[Opening Dataset section]

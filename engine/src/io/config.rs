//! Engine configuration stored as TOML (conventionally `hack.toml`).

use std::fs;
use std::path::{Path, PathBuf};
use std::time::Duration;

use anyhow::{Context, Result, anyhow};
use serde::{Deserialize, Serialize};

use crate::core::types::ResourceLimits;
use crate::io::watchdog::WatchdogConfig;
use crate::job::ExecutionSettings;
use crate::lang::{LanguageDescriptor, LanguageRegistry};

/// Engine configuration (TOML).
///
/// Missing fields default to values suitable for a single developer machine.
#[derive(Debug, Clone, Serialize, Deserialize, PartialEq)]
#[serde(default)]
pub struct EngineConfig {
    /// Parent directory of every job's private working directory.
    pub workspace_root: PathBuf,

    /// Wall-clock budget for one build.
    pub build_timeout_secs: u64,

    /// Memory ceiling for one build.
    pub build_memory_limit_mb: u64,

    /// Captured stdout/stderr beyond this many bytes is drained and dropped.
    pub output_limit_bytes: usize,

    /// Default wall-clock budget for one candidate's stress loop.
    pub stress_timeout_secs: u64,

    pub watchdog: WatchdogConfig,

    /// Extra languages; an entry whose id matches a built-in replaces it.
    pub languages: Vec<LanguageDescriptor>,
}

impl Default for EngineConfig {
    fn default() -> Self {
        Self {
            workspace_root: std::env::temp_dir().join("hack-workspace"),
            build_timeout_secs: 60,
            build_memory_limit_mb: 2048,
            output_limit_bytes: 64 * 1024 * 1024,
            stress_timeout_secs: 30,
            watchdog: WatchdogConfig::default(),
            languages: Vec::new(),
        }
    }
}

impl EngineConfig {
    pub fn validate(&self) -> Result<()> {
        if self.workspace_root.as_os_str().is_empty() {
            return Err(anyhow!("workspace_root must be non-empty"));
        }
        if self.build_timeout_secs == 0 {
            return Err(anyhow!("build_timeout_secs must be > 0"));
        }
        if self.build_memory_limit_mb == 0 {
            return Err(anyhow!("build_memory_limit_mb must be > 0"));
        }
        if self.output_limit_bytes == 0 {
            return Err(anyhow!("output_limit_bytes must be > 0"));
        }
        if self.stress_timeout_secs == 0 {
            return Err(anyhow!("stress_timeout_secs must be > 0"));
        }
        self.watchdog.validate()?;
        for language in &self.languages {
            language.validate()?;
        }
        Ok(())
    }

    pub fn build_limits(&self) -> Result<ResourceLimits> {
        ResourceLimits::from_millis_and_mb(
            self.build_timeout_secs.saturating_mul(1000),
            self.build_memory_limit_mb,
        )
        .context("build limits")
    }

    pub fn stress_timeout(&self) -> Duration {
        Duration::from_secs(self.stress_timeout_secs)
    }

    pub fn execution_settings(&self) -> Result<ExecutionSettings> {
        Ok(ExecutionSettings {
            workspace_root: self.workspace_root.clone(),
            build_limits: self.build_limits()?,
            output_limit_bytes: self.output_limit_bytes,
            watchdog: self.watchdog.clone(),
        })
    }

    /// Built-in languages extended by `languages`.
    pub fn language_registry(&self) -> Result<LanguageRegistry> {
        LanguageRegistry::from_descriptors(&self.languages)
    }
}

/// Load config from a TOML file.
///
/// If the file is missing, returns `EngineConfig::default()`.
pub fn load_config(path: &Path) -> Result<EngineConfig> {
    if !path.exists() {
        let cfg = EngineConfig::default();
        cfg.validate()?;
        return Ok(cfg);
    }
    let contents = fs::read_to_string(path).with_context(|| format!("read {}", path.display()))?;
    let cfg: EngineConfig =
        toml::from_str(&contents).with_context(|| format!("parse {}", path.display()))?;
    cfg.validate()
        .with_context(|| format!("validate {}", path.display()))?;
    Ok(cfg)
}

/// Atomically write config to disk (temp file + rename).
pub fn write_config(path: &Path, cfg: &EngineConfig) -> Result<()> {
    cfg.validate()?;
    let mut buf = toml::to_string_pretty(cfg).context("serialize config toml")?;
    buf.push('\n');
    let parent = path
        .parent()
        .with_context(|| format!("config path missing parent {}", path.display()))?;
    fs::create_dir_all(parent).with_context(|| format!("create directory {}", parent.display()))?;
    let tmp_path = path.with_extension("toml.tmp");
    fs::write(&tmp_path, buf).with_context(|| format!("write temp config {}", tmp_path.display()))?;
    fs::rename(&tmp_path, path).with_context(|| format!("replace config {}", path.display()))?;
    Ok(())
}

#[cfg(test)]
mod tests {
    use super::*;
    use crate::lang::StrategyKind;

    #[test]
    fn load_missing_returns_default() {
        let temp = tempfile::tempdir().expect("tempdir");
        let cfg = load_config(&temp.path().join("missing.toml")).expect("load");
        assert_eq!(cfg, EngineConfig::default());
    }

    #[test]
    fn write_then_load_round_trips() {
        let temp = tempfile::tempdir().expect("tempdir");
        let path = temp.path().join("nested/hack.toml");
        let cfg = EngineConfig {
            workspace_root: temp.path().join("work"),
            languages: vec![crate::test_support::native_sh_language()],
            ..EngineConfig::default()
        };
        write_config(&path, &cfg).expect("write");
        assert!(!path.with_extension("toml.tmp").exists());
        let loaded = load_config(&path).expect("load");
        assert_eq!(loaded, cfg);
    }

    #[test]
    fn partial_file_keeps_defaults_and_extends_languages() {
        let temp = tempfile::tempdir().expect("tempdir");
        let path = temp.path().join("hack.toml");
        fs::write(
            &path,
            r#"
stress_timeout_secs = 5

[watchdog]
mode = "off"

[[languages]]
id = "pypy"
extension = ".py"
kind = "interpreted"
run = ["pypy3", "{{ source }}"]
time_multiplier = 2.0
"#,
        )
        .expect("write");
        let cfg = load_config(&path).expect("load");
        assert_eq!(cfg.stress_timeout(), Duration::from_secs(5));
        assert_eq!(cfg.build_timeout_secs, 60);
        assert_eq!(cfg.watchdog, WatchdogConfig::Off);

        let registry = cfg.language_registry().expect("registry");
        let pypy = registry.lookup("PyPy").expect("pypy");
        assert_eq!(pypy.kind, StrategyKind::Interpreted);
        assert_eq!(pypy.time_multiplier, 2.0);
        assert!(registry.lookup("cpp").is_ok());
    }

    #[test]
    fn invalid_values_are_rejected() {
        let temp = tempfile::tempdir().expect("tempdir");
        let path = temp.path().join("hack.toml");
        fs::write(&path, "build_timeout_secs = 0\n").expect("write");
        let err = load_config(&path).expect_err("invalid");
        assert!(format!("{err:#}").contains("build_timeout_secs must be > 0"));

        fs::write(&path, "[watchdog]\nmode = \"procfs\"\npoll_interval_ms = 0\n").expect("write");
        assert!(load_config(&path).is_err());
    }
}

[Closing Dataset section]

What's needed is a word-for-word restatement of all the entries.

filename engine/src/io/config.rs
//! Engine configuration stored as TOML (conventionally `hack.toml`).

use std::fs;
use std::path::{Path, PathBuf};
use std::time::Duration;

use anyhow::{Context, Result, anyhow};
use serde::{Deserialize, Serialize};

use crate::core::types::ResourceLimits;
use crate::io::watchdog::WatchdogConfig;
use crate::job::ExecutionSettings;
use crate::lang::{LanguageDescriptor, LanguageRegistry};

/// Engine configuration (TOML).
///
/// Missing fields default to values suitable for a single developer machine.
#[derive(Debug, Clone, Serialize, Deserialize, PartialEq)]
#[serde(default)]
pub struct EngineConfig {
    /// Parent directory of every job's private working directory.
    pub workspace_root: PathBuf,

    /// Wall-clock budget for one build.
    pub build_timeout_secs: u64,

    /// Memory ceiling for one build.
    pub build_memory_limit_mb: u64,

    /// Captured stdout/stderr beyond this many bytes is drained and dropped.
    pub output_limit_bytes: usize,

    /// Default wall-clock budget for one candidate's stress loop.
    pub stress_timeout_secs: u64,

    pub watchdog: WatchdogConfig,

    /// Extra languages; an entry whose id matches a built-in replaces it.
    pub languages: Vec<LanguageDescriptor>,
}

impl Default for EngineConfig {
    fn default() -> Self {
        Self {
            workspace_root: std::env::temp_dir().join("hack-workspace"),
            build_timeout_secs: 60,
            build_memory_limit_mb: 2048,
            output_limit_bytes: 64 * 1024 * 1024,
            stress_timeout_secs: 30,
            watchdog: WatchdogConfig::default(),
            languages: Vec::new(),
        }
    }
}

impl EngineConfig {
    pub fn validate(&self) -> Result<()> {
        if self.workspace_root.as_os_str().is_empty() {
            return Err(anyhow!("workspace_root must be non-empty"));
        }
        if self.build_timeout_secs == 0 {
            return Err(anyhow!("build_timeout_secs must be > 0"));
        }
        if self.build_memory_limit_mb == 0 {
            return Err(anyhow!("build_memory_limit_mb must be > 0"));
        }
        if self.output_limit_bytes == 0 {
            return Err(anyhow!("output_limit_bytes must be > 0"));
        }
        if self.stress_timeout_secs == 0 {
            return Err(anyhow!("stress_timeout_secs must be > 0"));
        }
        self.watchdog.validate()?;
        for language in &self.languages {
            language.validate()?;
        }
        Ok(())
    }

    pub fn build_limits(&self) -> Result<ResourceLimits> {
        ResourceLimits::from_millis_and_mb(
            self.build_timeout_secs.saturating_mul(1000),
            self.build_memory_limit_mb,
        )
        .context("build limits")
    }

    pub fn stress_timeout(&self) -> Duration {
        Duration::from_secs(self.stress_timeout_secs)
    }

    pub fn execution_settings(&self) -> Result<ExecutionSettings> {
        Ok(ExecutionSettings {
            workspace_root: self.workspace_root.clone(),
            build_limits: self.build_limits()?,
            output_limit_bytes: self.output_limit_bytes,
            watchdog: self.watchdog.clone(),
        })
    }

    /// Built-in languages extended by `languages`.
    pub fn language_registry(&self) -> Result<LanguageRegistry> {
        LanguageRegistry::from_descriptors(&self.languages)
    }
}

/// Load config from a TOML file.
///
/// If the file is missing, returns `EngineConfig::default()`.
pub fn load_config(path: &Path) -> Result<EngineConfig> {
    if !path.exists() {
        let cfg = EngineConfig::default();
        cfg.validate()?;
        return Ok(cfg);
    }
    let contents = fs::read_to_string(path).with_context(|| format!("read {}", path.display()))?;
    let cfg: EngineConfig =
        toml::from_str(&contents).with_context(|| format!("parse {}", path.display()))?;
    cfg.validate()
        .with_context(|| format!("validate {}", path.display()))?;
    Ok(cfg)
}

/// Atomically write config to disk (temp file + rename).
pub fn write_config(path: &Path, cfg: &EngineConfig) -> Result<()> {
    cfg.validate()?;
    let mut buf = toml::to_string_pretty(cfg).context("serialize config toml")?;
    buf.push('\n');
    let parent = path
        .parent()
        .with_context(|| format!("config path missing parent {}", path.display()))?;
    fs::create_dir_all(parent).with_context(|| format!("create directory {}", parent.display()))?;
    let tmp_path = path.with_extension("toml.tmp");
    fs::write(&tmp_path, buf).with_context(|| format!("write temp config {}", tmp_path.display()))?;
    fs::rename(&tmp_path, path).with_context(|| format!("replace config {}", path.display()))?;
    Ok(())
}

#[cfg(test)]
mod tests {
    use super::*;
    use crate::lang::StrategyKind;

    #[test]
    fn load_missing_returns_default() {
        let temp = tempfile::tempdir().expect("tempdir");
        let cfg = load_config(&temp.path().join("missing.toml")).expect("load");
        assert_eq!(cfg, EngineConfig::default());
    }

    #[test]
    fn write_then_load_round_trips() {
        let temp = tempfile::tempdir().expect("tempdir");
        let path = temp.path().join("nested/hack.toml");
        let cfg = EngineConfig {
            workspace_root: temp.path().join("work"),
            languages: vec![crate::test_support::native_sh_language()],
            ..EngineConfig::default()
        };
        write_config(&path, &cfg).expect("write");
        assert!(!path.with_extension("toml.tmp").exists());
        let loaded = load_config(&path).expect("load");
        assert_eq!(loaded, cfg);
    }

    #[test]
    fn partial_file_keeps_defaults_and_extends_languages() {
        let temp = tempfile::tempdir().expect("tempdir");
        let path = temp.path().join("hack.toml");
        fs::write(
            &path,
            r#"
stress_timeout_secs = 5

[watchdog]
mode = "off"

[[languages]]
id = "pypy"
extension = ".py"
kind = "interpreted"
run = ["pypy3", "{{ source }}"]
time_multiplier = 2.0
"#,
        )
        .expect("write");
        let cfg = load_config(&path).expect("load");
        assert_eq!(cfg.stress_timeout(), Duration::from_secs(5));
        assert_eq!(cfg.build_timeout_secs, 60);
        assert_eq!(cfg.watchdog, WatchdogConfig::Off);

        let registry = cfg.language_registry().expect("registry");
        let pypy = registry.lookup("PyPy").expect("pypy");
        assert_eq!(pypy.kind, StrategyKind::Interpreted);
        assert_eq!(pypy.time_multiplier, 2.0);
        assert!(registry.lookup("cpp").is_ok());
    }

    #[test]
    fn invalid_values_are_rejected() {
        let temp = tempfile::tempdir().expect("tempdir");
        let path = temp.path().join("hack.toml");
        fs::write(&path, "build_timeout_secs = 0\n").expect("write");
        let err = load_config(&path).expect_err("invalid");
        assert!(format!("{err:#}").contains("build_timeout_secs must be > 0"));

        fs::write(&path, "[watchdog]\nmode = \"procfs\"\npoll_interval_ms = 0\n").expect("write");
        assert!(load_config(&path).is_err());
    }
}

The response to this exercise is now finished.